> **Stored data entries**:
----------

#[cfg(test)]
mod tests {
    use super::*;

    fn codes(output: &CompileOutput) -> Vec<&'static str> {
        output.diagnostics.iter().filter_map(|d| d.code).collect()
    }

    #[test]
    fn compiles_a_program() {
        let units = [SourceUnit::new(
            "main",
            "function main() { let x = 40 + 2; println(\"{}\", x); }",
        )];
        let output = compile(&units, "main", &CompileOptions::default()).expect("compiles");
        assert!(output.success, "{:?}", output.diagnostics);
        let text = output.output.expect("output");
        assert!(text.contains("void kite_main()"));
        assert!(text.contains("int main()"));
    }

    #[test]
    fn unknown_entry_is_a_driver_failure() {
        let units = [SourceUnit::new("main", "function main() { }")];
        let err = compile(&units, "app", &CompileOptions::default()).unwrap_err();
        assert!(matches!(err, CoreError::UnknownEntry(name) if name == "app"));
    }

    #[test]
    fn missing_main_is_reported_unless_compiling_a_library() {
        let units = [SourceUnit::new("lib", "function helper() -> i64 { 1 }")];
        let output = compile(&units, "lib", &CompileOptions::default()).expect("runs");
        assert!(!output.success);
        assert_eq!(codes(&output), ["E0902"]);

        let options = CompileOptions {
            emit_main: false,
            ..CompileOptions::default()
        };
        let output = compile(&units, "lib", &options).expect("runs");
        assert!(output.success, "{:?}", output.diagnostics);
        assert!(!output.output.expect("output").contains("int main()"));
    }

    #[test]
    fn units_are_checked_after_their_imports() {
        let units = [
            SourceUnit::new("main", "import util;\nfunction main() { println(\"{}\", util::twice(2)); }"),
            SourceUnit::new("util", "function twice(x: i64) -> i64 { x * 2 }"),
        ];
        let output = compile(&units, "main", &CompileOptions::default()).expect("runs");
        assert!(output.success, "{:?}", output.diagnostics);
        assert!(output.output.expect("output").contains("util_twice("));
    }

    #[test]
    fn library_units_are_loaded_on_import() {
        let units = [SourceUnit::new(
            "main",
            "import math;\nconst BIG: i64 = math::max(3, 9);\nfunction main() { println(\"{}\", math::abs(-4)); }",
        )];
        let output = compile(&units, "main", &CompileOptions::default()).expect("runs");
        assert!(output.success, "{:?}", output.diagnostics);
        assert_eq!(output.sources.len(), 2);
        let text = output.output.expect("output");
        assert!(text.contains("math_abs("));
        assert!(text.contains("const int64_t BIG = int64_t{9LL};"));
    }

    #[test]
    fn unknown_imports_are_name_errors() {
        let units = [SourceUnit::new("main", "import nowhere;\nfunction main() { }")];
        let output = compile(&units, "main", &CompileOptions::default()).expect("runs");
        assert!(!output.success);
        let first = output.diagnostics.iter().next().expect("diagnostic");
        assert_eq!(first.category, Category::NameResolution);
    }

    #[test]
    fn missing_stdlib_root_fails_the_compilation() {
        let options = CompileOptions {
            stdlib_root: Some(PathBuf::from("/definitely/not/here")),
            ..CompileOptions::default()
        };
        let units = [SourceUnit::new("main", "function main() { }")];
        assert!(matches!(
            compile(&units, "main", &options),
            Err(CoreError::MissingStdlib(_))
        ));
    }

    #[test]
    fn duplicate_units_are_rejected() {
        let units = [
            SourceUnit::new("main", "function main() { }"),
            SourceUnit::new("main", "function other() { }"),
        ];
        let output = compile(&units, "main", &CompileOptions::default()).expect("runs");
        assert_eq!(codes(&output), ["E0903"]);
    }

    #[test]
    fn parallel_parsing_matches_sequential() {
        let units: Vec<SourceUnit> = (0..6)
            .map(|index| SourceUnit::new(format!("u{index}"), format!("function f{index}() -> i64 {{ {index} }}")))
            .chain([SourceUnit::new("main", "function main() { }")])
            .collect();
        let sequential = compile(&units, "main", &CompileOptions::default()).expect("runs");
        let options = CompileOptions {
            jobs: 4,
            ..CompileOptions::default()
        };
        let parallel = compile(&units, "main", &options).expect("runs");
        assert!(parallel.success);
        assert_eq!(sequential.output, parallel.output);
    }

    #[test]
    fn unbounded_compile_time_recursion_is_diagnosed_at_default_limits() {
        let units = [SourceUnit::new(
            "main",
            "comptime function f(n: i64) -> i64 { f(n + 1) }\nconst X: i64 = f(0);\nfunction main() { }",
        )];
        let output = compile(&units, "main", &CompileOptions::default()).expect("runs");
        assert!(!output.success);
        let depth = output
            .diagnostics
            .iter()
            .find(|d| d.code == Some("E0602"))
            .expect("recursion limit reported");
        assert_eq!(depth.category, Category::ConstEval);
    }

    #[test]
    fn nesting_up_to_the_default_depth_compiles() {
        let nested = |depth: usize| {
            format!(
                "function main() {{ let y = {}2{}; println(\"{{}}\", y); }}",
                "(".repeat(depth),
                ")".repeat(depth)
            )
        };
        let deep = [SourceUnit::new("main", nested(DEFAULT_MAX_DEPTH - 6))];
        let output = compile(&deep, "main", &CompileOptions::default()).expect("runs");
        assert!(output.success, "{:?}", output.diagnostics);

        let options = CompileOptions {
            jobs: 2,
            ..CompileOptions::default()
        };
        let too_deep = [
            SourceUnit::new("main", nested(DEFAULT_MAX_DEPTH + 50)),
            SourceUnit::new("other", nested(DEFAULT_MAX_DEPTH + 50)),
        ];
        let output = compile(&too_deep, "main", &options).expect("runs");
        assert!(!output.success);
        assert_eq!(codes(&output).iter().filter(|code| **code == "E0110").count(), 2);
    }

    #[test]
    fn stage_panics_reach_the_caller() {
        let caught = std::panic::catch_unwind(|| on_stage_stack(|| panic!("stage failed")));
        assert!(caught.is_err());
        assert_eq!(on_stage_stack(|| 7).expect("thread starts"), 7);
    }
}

----------

> **Problem**: Gather each line in these records that contains the string "caught".

> **Answer to the problem**:
        let caught = std::panic::catch_unwind(|| on_stage_stack(|| panic!("stage failed")));
        assert!(caught.is_err());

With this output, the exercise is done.